Patriarch Wolodymir I
In the early twentieth century, the American World Patriarchates – sometimes referred to as the American Patriarchates – were an international autocephalous movement of Orthodox churches in the United States. In 1965, a group of American Orthodox priests, including Byelorussian priest Uladyslau Ryzy-Ryski, ordained Patriarch Wolodymir I and incorporated the Orthodox Church of America (OCA). During this time, they welcomed people who were seeking an authentic Orthodox Catholic Church.
During this time, the AOCC and the Ukrainian Patriarchate maintained communion with each other. In 1965, Patriarch Wolodymir I consecrated Father Ryzy-Ryski to the Sacred Episcopate as Bishop of Laconia. During the 1970s, the AOCC and the OCNA formed a council to discuss upcoming church events.
Patriarch Walter M. Propheta
Patriarch Walter M. Propheta, the presiding bishop of the Orthodox Church of America, was born in 1923 and died on November 11, 2001. He was born a Christian and raised in Tennessee. The Orthodox Church is one of the world’s largest, and has been a leading force in American culture for more than a century. In his sermons, he stresses that Orthodoxy is the Body of Christ and is based on Christ and the Holy Spirit.
The papacy of the Orthodox Church of America was founded by Christian I, the second Patriarch of the Americas. He reposed in Christ on December 25, 1984. The Patriarchate of the Americas is composed of two dioceses: the Eastern Orthodox Church of the United States and the Ukrainian Orthodox Church of Russia. There are also many smaller churches in the U.S. and in Canada.
Patriarch George Matsoukas
Among the many issues facing the Orthodox Church today is how to achieve unity. While a great majority of Orthodox Christians share a common faith, a great many are divided by ethnic traditions, and the role of the laity is unclear. The June meeting in Switzerland is the culmination of decades of preparation for the Great Council of Orthodox bishops, which is expected to solve the hodgepodge of churches in North America.
George Matsoukas, the president of the Orthodox Christian Laity (OCL) from 1992 to 2007, is involved in the sacramental life of St. Catherine Greek Orthodox Church in West Palm Beach. He also serves as the executive director of the Orthodox Christian Laity (OCL), a non-profit organization comprised of clergy and laity in the United States.
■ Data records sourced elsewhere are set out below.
//! CLI-backed chain queries with a mocked command executor.

use chain_node_toolkit::{
	services::rewards::{ChainQueryClient, CliQueryClient, RewardError},
	utils::CommandError,
};

use crate::integration::mocks::MockCommandExecutor;

fn expect_query(
	executor: &mut MockCommandExecutor,
	subcommand: &'static [&'static str],
	output: &'static str,
) {
	executor
		.expect_execute()
		.withf(move |args| {
			let mut expected = vec!["query"];
			expected.extend_from_slice(subcommand);
			expected.extend_from_slice(&["--output", "json"]);
			args.iter().map(String::as_str).eq(expected.into_iter())
		})
		.times(1)
		.returning(move |_| Ok(output.to_string()));
}

#[tokio::test]
async fn test_cli_client_parses_sdk_responses() {
	let mut executor = MockCommandExecutor::new();
	expect_query(&mut executor, &["mint", "annual-provisions"], "1000000.000000000000000000\n");
	expect_query(
		&mut executor,
		&["staking", "pool"],
		r#"{"pool":{"not_bonded_tokens":"10","bonded_tokens":"500000000"}}"#,
	);
	expect_query(
		&mut executor,
		&["staking", "validators", "--page", "1", "--limit", "100"],
		r#"{"validators":[{"operator_address":"memevaloper1a","description":{"moniker":"a"}},{"operator_address":"memevaloper1b"}],"pagination":{"next_key":null,"total":"2"}}"#,
	);
	expect_query(
		&mut executor,
		&["distribution", "validator-outstanding-rewards", "memevaloper1a"],
		r#"{"rewards":{"rewards":[{"denom":"umeme","amount":"123.456"}]}}"#,
	);

	let client = CliQueryClient::new_with_executor(executor);

	assert_eq!(client.annual_provisions().await.unwrap(), 1_000_000.0);
	assert_eq!(client.bonded_tokens().await.unwrap(), 500_000_000.0);
	assert_eq!(
		client.validator_addresses().await.unwrap(),
		vec!["memevaloper1a".to_string(), "memevaloper1b".to_string()]
	);
	assert_eq!(
		client.outstanding_reward("memevaloper1a").await.unwrap(),
		123.456
	);
}

#[tokio::test]
async fn test_empty_rewards_list_is_fatal() {
	let mut executor = MockCommandExecutor::new();
	executor
		.expect_execute()
		.returning(|_| Ok(r#"{"rewards":[]}"#.to_string()));

	let client = CliQueryClient::new_with_executor(executor);
	let result = client.outstanding_reward("memevaloper1a").await;

	assert!(matches!(result, Err(RewardError::ParseError(_))));
}

#[tokio::test]
async fn test_command_timeout_becomes_query_error() {
	let mut executor = MockCommandExecutor::new();
	executor
		.expect_execute()
		.returning(|_| Err(CommandError::timeout_error("'memed' did not finish within 30000ms")));

	let client = CliQueryClient::new_with_executor(executor);
	let result = client.annual_provisions().await;

	match result {
		Err(RewardError::QueryError(msg)) => assert!(msg.contains("did not finish")),
		other => panic!("Expected QueryError, got {:?}", other),
	}
}

fn requests_page(args: &[String], page: &str) -> bool {
	args.windows(2)
		.any(|pair| pair[0] == "--page" && pair[1] == page)
}

#[tokio::test]
async fn test_validator_set_spanning_pages() {
	let mut executor = MockCommandExecutor::new();
	let mut sequence = mockall::Sequence::new();
	executor
		.expect_execute()
		.withf(|args| requests_page(args, "1"))
		.times(1)
		.in_sequence(&mut sequence)
		.returning(|_| {
			Ok(r#"{"validators":[{"operator_address":"memevaloper1a"},{"operator_address":"memevaloper1b"}],"pagination":{"next_key":"FPoSBwd2YWxvcGVy","total":"3"}}"#.to_string())
		});
	executor
		.expect_execute()
		.withf(|args| requests_page(args, "2"))
		.times(1)
		.in_sequence(&mut sequence)
		.returning(|_| {
			Ok(r#"{"validators":[{"operator_address":"memevaloper1c"}],"pagination":{"next_key":null,"total":"0"}}"#.to_string())
		});

	let client = CliQueryClient::new_with_executor(executor);
	let addresses = client.validator_addresses().await.unwrap();

	assert_eq!(
		addresses,
		vec![
			"memevaloper1a".to_string(),
			"memevaloper1b".to_string(),
			"memevaloper1c".to_string()
		]
	);
}
//! Error types for repository operations.
//!
//! This module defines the error types that can occur during repository operations,
//! including loading errors and internal errors.

use log::error;
use std::error::Error;
use std::fmt;

/// Errors that can occur during repository operations
#[derive(Debug)]
pub enum RepositoryError {
	/// Error that occurs when loading configurations from files
	LoadError(String),

	/// Error that occurs due to internal repository operations
	InternalError(String),
}

impl RepositoryError {
	/// Format an error message for display
	///
	/// Creates a human-readable error message based on the error type.
	fn format_message(&self) -> String {
		match self {
			Self::LoadError(msg) => format!("Load error: {}", msg),
			Self::InternalError(msg) => format!("Internal error: {}", msg),
		}
	}

	/// Create a new load error with the given message
	///
	/// Also logs the error message at the error level.
	pub fn load_error(msg: impl Into<String>) -> Self {
		let error = Self::LoadError(msg.into());
		error!("{}", error.format_message());
		error
	}

	/// Create a new internal error with the given message
	///
	/// Also logs the error message at the error level.
	pub fn internal_error(msg: impl Into<String>) -> Self {
		let error = Self::InternalError(msg.into());
		error!("{}", error.format_message());
		error
	}
}

impl fmt::Display for RepositoryError {
	fn fmt(&self, f: &mut fmt::Formatter<'_>) -> fmt::Result {
		write!(f, "{}", self.format_message())
	}
}

impl Error for RepositoryError {}

impl From<std::io::Error> for RepositoryError {
	fn from(err: std::io::Error) -> Self {
		Self::load_error(err.to_string())
	}
}
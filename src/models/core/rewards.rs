//! Responses returned by the node CLI for the reward queries.
//!
//! Cosmos SDK releases disagree on the exact JSON shape of these responses (bare values versus
//! wrapped objects, numbers versus quoted decimals), so each type accepts every shape we have
//! seen in the wild and exposes a single accessor.

use serde::{Deserialize, Deserializer, Serialize};

/// Deserializes a decimal amount that may be encoded either as a JSON number or a string
fn deserialize_amount<'de, D>(deserializer: D) -> Result<String, D::Error>
where
	D: Deserializer<'de>,
{
	match serde_json::Value::deserialize(deserializer)? {
		serde_json::Value::String(s) => Ok(s),
		serde_json::Value::Number(n) => Ok(n.to_string()),
		other => Err(serde::de::Error::custom(format!(
			"expected a decimal amount, found {}",
			other
		))),
	}
}

/// Output of `query mint annual-provisions`
#[derive(Debug, Clone, PartialEq, Deserialize, Serialize)]
#[serde(untagged)]
pub enum AnnualProvisions {
	Number(serde_json::Number),
	Text(String),
	Wrapped {
		#[serde(deserialize_with = "deserialize_amount")]
		amount: String,
	},
}

impl AnnualProvisions {
	pub fn amount(&self) -> String {
		match self {
			AnnualProvisions::Number(n) => n.to_string(),
			AnnualProvisions::Text(s) => s.clone(),
			AnnualProvisions::Wrapped { amount } => amount.clone(),
		}
	}
}

/// Output of `query staking pool`
#[derive(Debug, Clone, Default, PartialEq, Deserialize, Serialize)]
pub struct StakingPool {
	#[serde(default, deserialize_with = "deserialize_optional_amount")]
	pub bonded_tokens: Option<String>,
	pub pool: Option<Box<StakingPool>>,
}

fn deserialize_optional_amount<'de, D>(deserializer: D) -> Result<Option<String>, D::Error>
where
	D: Deserializer<'de>,
{
	deserialize_amount(deserializer).map(Some)
}

impl StakingPool {
	pub fn bonded_tokens(&self) -> Option<&str> {
		self.bonded_tokens
			.as_deref()
			.or_else(|| self.pool.as_ref().and_then(|pool| pool.bonded_tokens()))
	}
}

#[derive(Debug, Clone, PartialEq, Deserialize, Serialize)]
pub struct RewardCoin {
	pub denom: Option<String>,
	#[serde(deserialize_with = "deserialize_amount")]
	pub amount: String,
}

/// Output of `query distribution validator-outstanding-rewards`
#[derive(Debug, Clone, PartialEq, Deserialize, Serialize)]
pub struct OutstandingRewards {
	pub rewards: RewardList,
}

#[derive(Debug, Clone, PartialEq, Deserialize, Serialize)]
#[serde(untagged)]
pub enum RewardList {
	Flat(Vec<RewardCoin>),
	Nested { rewards: Vec<RewardCoin> },
}

impl OutstandingRewards {
	pub fn coins(&self) -> &[RewardCoin] {
		match &self.rewards {
			RewardList::Flat(coins) => coins,
			RewardList::Nested { rewards } => rewards,
		}
	}
}

/// One page of `query staking validators`
#[derive(Debug, Clone, Default, PartialEq, Deserialize, Serialize)]
pub struct ValidatorSet {
	#[serde(default)]
	pub validators: Vec<ValidatorInfo>,
	#[serde(default)]
	pub pagination: Option<PageResponse>,
}

impl ValidatorSet {
	/// Key of the next page; `None` on the last page
	pub fn next_key(&self) -> Option<&str> {
		self.pagination
			.as_ref()
			.and_then(|page| page.next_key.as_deref())
			.filter(|key| !key.is_empty())
	}
}

#[derive(Debug, Clone, Default, PartialEq, Deserialize, Serialize)]
pub struct PageResponse {
	pub next_key: Option<String>,
	#[serde(default, deserialize_with = "deserialize_optional_amount")]
	pub total: Option<String>,
}

#[derive(Debug, Clone, PartialEq, Deserialize, Serialize)]
pub struct ValidatorInfo {
	pub operator_address: String,
	pub moniker: Option<String>,
}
He is an active member of AHEPA, serving as the past president of Chapter 18, and the secretary of the mission’s council. He is also active in the community in his hometown of West Palm Beach.
Archbishop Steven A. Kochones
Archbishop Steven A. Kochones, of the American Orthodox Catholic Church, is the fifth bishop of the Church. He was born and raised in the Greek Orthodox Archdiocese of North and South America. However, as a young man, he left his church and became a minister in the Independent Assemblies of God, a Protestant denomination of pentecostal faith. In 1992, he returned to his Orthodox faith and was ordained as an archbishop of the Church of the Holy Cross.
The Orthodox Church of America has a number of schismatic denominations. The Albanian Orthodox Diocese was established in 1950. It is part of the Standing Conference of Canonical Orthodox Bishops of the Americas. As of 2001, the diocese reported 2 parishes, 1,300 members, and two priests. The Orthodox Church of America (OCA) has an apostolic succession and is Orthodox in faith.
Patriarch George Winslow Plummer
Founder of the Society of Rosicrucians in America, Patriarch George Winslow Plummer was a prominent figure in the American Orthodox community. He founded the Mercury Publishing Company, which published a quarterly publication called “The Mercury”. Moreover, he was a member of several Rosicrucian groups and became interested in esoteric Christian mysticism. After his consecration, Plummer founded the Seminary for Biblical Research and published Christian Mysticism.
He also held various positions within the Rosicrucian Order. In 1936, he consecrated Theodotus Stanislaus de Witow as bishop and on January 30, 1944, he appointed Roy C. Toombs as bishop. The name “Theodotus” refers to the saint who had been ordained as a bishop by the Holy Orthodox Church of America.